CAPSIM is a partial equilibrium model relying on the same database as CAPRI but on a higher level

of aggregation. It also shares the reliance on calibration techniques, exploiting microeconomic

regularity conditions. The key differences are the simpler specification of the EU supply side

(behavioural functions on the MS level rather than regionalised programming models) as well as

simple gross trade functions for the rest of the world (see section 3.5) rather than a full scale global

21

trade model. However, the last version included an interesting specification of intra EU price

transmission where national producer prices are proportionally linked to EU prices with the scaling

factor being a function of net trade of the MS (Witzke, Tonini 2008, p. 230). This mechanism was

shown to provide a smooth approximation to a switching regime (Witzke, Zintl, Tonini 2009, p. 48-49)
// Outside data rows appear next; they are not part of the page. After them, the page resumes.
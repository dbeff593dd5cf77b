//! Scripted bus and delay for driver tests
//!
//! [`MockBus`] is both the port and the recorder: every open, write, read
//! and delay lands in one ordered event log, and reads are answered from a
//! queue of canned responses.

use std::cell::RefCell;
use std::collections::VecDeque;
use std::rc::Rc;
use std::vec::Vec;

use embedded_hal_async::delay::DelayNs;
use kairo_hal::{BusPort, BusSlave};

/// One recorded bus or delay event
#[derive(Debug, Clone, PartialEq, Eq)]
pub enum Event {
    Open(u8),
    Write(u8, Vec<u8>),
    Read(u8, usize),
    Delay(u64),
}

#[derive(Debug, Clone, Copy, PartialEq, Eq)]
pub enum MockError {
    /// Nothing answered at this address
    Nack(u8),
    /// Injected transport failure
    Io,
}

#[derive(Default)]
struct State {
    present: Vec<u8>,
    events: Vec<Event>,
    responses: VecDeque<Vec<u8>>,
    fail_io: bool,
}

#[derive(Clone, Default)]
pub struct MockBus {
    state: Rc<RefCell<State>>,
}

impl MockBus {
    /// Bus with devices answering at `present`
    pub fn new(present: &[u8]) -> Self {
        let bus = Self::default();
        bus.state.borrow_mut().present = present.to_vec();
        bus
    }

    pub fn delay(&self) -> MockDelay {
        MockDelay {
            state: self.state.clone(),
        }
    }

    /// Queue the bytes returned by the next read
    pub fn respond(&self, bytes: &[u8]) {
        self.state.borrow_mut().responses.push_back(bytes.to_vec());
    }

    /// Make every following transaction fail
    pub fn fail_io(&self, fail: bool) {
        self.state.borrow_mut().fail_io = fail;
    }

    pub fn events(&self) -> Vec<Event> {
        self.state.borrow().events.clone()
    }

    pub fn clear_events(&self) {
        self.state.borrow_mut().events.clear();
    }

    /// Payloads of all writes, in order
    pub fn writes(&self) -> Vec<Vec<u8>> {
        self.state
            .borrow()
            .events
            .iter()
            .filter_map(|e| match e {
                Event::Write(_, data) => Some(data.clone()),
                _ => None,
            })
            .collect()
    }

    /// Sum of all recorded delays
    pub fn total_delay_ns(&self) -> u64 {
        self.state
            .borrow()
            .events
            .iter()
            .map(|e| match e {
                Event::Delay(ns) => *ns,
                _ => 0,
            })
            .sum()
    }

    pub fn pending_responses(&self) -> usize {
        self.state.borrow().responses.len()
    }
}

impl BusPort for MockBus {
    type Error = MockError;
    type Slave = MockSlave;

    async fn open(&self, address: u8) -> Result<Self::Slave, Self::Error> {
        let mut state = self.state.borrow_mut();
        if !state.present.contains(&address) {
            return Err(MockError::Nack(address));
        }
        state.events.push(Event::Open(address));
        Ok(MockSlave {
            address,
            state: self.state.clone(),
        })
    }
}

pub struct MockSlave {
    address: u8,
    state: Rc<RefCell<State>>,
}

impl BusSlave for MockSlave {
    type Error = MockError;

    fn address(&self) -> u8 {
        self.address
    }

    async fn write_bytes(&mut self, bytes: &[u8]) -> Result<(), Self::Error> {
        let mut state = self.state.borrow_mut();
        if state.fail_io {
            return Err(MockError::Io);
        }
        state.events.push(Event::Write(self.address, bytes.to_vec()));
        Ok(())
    }

    async fn read_bytes(&mut self, buf: &mut [u8]) -> Result<usize, Self::Error> {
        let mut state = self.state.borrow_mut();
        if state.fail_io {
            return Err(MockError::Io);
        }
        state.events.push(Event::Read(self.address, buf.len()));
        let response = state.responses.pop_front().unwrap_or_default();
        let n = response.len().min(buf.len());
        buf[..n].copy_from_slice(&response[..n]);
        Ok(n)
    }
}

#[derive(Clone)]
pub struct MockDelay {
    state: Rc<RefCell<State>>,
}

impl DelayNs for MockDelay {
    async fn delay_ns(&mut self, ns: u32) {
        self.state.borrow_mut().events.push(Event::Delay(ns as u64));
    }

    async fn delay_us(&mut self, us: u32) {
        self.state
            .borrow_mut()
            .events
            .push(Event::Delay(us as u64 * 1_000));
    }

    async fn delay_ms(&mut self, ms: u32) {
        self.state
            .borrow_mut()
            .events
            .push(Event::Delay(ms as u64 * 1_000_000));
    }
}

/// Delay event for a whole number of milliseconds
pub fn ms(ms: u64) -> Event {
    Event::Delay(ms * 1_000_000)
}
albeit with a quite weak empirical basis.

Trying to summarise the solutions in various modelling systems has to face the problem that many

models use market and region specific specifications, depending on the data. Accordingly, the

empirical content and detail of these individual equations is often impossible to deduct from the general

model description. Bearing this caveat in mind, the following conclusions can be drawn. Overall it

appears that different variants of linear price transmission equations are most frequent. Thus the link

between domestic and world markets is based on some fixed relative and/or additive margin, apart

from trade policy instruments and exchange rates. These margins are either estimated from time series,

calibrated to a base year or chosen to reflect some expert knowledge. They may express transport and

transaction costs under the assumption that the basic trade pattern does not change, but equally they

will capture quality differences between the key price and the domestic one.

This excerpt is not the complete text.